As I was watching Rachael Ray in my usual morning show lineup (Rachael Ray, Dr. Oz, Live! with Kelly and Michael, in case you were interested), she, Tyler Florence in tow, introduced to me the amazing idea of cooking pasta in red wine, the way they do in Tuscany.
So naturally, I threw my dinner plan (BBQ Chicken and Sweet Potatoes) out the window to experiment with this drunken phenomenon in my kitchen.
I decided to create a Parmesan Cream Sauce using Jenee’s GF Roux technique for this. I also have a recipe for Turkey Basil Artichoke meatballs that’s pretty delicious, but I decided on the Turkey-Bacon-Spinach meatball route for this dish, since I thought the spinach would go better with the cream sauce.
Turkey Bacon Spinach Meatballs
This makes about 20 meatballs, about 1.5-inches in diameter.
1 lb Ground Turkey
10 Pieces Bacon, diced
2 C Fresh Spinach, chopped
1/4 Large Yellow Onion, chopped
Salt, Pepper, Garlic Granules, Oregano (to taste)
Preheat the oven to 350.
Cook your diced bacon until crisp. Remove and place in a very large bowl to let cool. Remove 2 Tb bacon fat and save for later (you will use it in the roux for your cream sauce). Add the diced onions to the pan and cook until translucent.

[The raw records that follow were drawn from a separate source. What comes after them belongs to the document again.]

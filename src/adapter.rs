//! Adapter layer: converts between the f64 predictor and the Decimal mirror.

use num_traits::{FromPrimitive, ToPrimitive};
use rust_decimal::Decimal;
use serde::{Deserialize, Serialize};

use crate::core_types::{FixedPlanetState, FixedStats, FixedWorld, Ships};
use crate::types::{PlanetEconomyState, PlanetStats, WorldConfig};

/// Convert f64 to Decimal (lossy; non-finite values map to zero).
pub fn to_decimal(v: f64) -> Decimal {
    Decimal::from_f64(v).unwrap_or(Decimal::ZERO)
}

/// Convert Decimal to f64.
pub fn from_decimal(d: Decimal) -> f64 {
    d.to_f64().unwrap_or(0.0)
}

pub fn to_ships(v: f64) -> Ships {
    Ships::from_decimal(to_decimal(v))
}

/// Float state → fixed-point state.
pub fn to_fixed(state: &PlanetEconomyState) -> FixedPlanetState {
    FixedPlanetState {
        num_spaceships: to_ships(state.num_spaceships),
        last_update: to_decimal(state.last_update),
        external_upkeep: to_ships(state.external_upkeep),
        external_upkeep_duration: to_decimal(state.external_upkeep_duration),
        stats: FixedStats {
            production: to_decimal(state.stats.production),
            max_upkeep: to_ships(state.stats.max_upkeep),
        },
        world: FixedWorld {
            external_upkeep_duration: to_decimal(state.world.external_upkeep_duration),
            external_upkeep_down_rate: to_decimal(state.world.external_upkeep_down_rate),
        },
    }
}

/// Fixed-point state → float state.
pub fn from_fixed(state: &FixedPlanetState) -> PlanetEconomyState {
    PlanetEconomyState {
        num_spaceships: from_decimal(state.num_spaceships.0),
        last_update: from_decimal(state.last_update),
        external_upkeep: from_decimal(state.external_upkeep.0),
        external_upkeep_duration: from_decimal(state.external_upkeep_duration),
        stats: PlanetStats {
            production: from_decimal(state.stats.production),
            max_upkeep: from_decimal(state.stats.max_upkeep.0),
        },
        world: WorldConfig {
            external_upkeep_duration: from_decimal(state.world.external_upkeep_duration),
            external_upkeep_down_rate: from_decimal(state.world.external_upkeep_down_rate),
        },
    }
}

/// Absolute per-field divergence between two predictions of the same planet.
#[derive(Debug, Clone, Copy, PartialEq, Default, Serialize, Deserialize)]
#[serde(rename_all = "camelCase")]
pub struct StateDelta {
    pub num_spaceships: f64,
    pub external_upkeep: f64,
    pub external_upkeep_duration: f64,
    pub last_update: f64,
}

impl StateDelta {
    pub fn between(a: &PlanetEconomyState, b: &PlanetEconomyState) -> Self {
        Self {
            num_spaceships: (a.num_spaceships - b.num_spaceships).abs(),
            external_upkeep: (a.external_upkeep - b.external_upkeep).abs(),
            external_upkeep_duration: (a.external_upkeep_duration - b.external_upkeep_duration).abs(),
            last_update: (a.last_update - b.last_update).abs(),
        }
    }

    /// Largest divergence among the ship-denominated fields.
    pub fn max_ships(&self) -> f64 {
        self.num_spaceships.max(self.external_upkeep)
    }

    /// Sum of the ship-denominated fields.
    pub fn total_ships(&self) -> f64 {
        self.num_spaceships + self.external_upkeep
    }
}

/// Compare the float prediction against the fixed-point reference.
/// This is a parallel check only; neither state is modified.
pub fn cross_check(float: &PlanetEconomyState, fixed: &FixedPlanetState) -> StateDelta {
    StateDelta::between(float, &from_fixed(fixed))
}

When they are finished, add to the bowl with the bacon. Add your chopped spinach, the ground turkey, and your seasonings to the bowl. Use your hands to mix all of the ingredients together.
Line a baking sheet with parchment paper. Roll 18-20 meatballs (about 1.5-2 in diameter) with your hands, and place in the oven for 30 minutes (or until fully cooked). Yum!
Gluten Free Parmesan Cream Sauce
This makes about 2.5 cups.
2 C Half and Half
1/4 C Parmesan Cheese
3 Tb All Purpose GF Flour
2 Tb Bacon Grease (or other fat)
1 Tb Paula Deen’s House Seasoning (or, a mixture of garlic granules, salt and pepper)
1 tsp Italian Seasoning
Create a roux by mixing your fat and flour to a paste. Add the half and half and your seasonings, and turn the heat up high enough just to boil – stirring constantly (if you don’t, you’ll get clumps of your roux mixture, and then you’ll have to try to whisk it out. It’s just more work than it’s worth… so STIR!). Once the liquid begins to boil, turn the heat down to a simmer, continuing to stir constantly. You should feel the sauce begin to thicken. Add the parmesan cheese and continue to stir until thickened to your liking. Transfer off of heat and into a bowl for serving.
8 oz Rice Noodles (We used Annie Chung’s brand, but you can use whatever GF noodles you’d like!)
Use a 60:40 mixture of wine to water (or, you could use the whole bottle of wine for your noodles if you want even more of a red wine flavor – but it will steam off quickly. We only had enough wine to do a 60:40 water to wine mixture… and things turned out just fine, for reference). Bring to a boil. Add your noodles and cook thoroughly – drain and rinse with cold water, toss with oil of your choice to keep from sticking. Your noodles will be very purple!
Serve your pasta with a few meatballs and a hearty helping of parmesan cream sauce.
I went back for seconds on this one – which is a rare occasion for me. Alex loved it, too!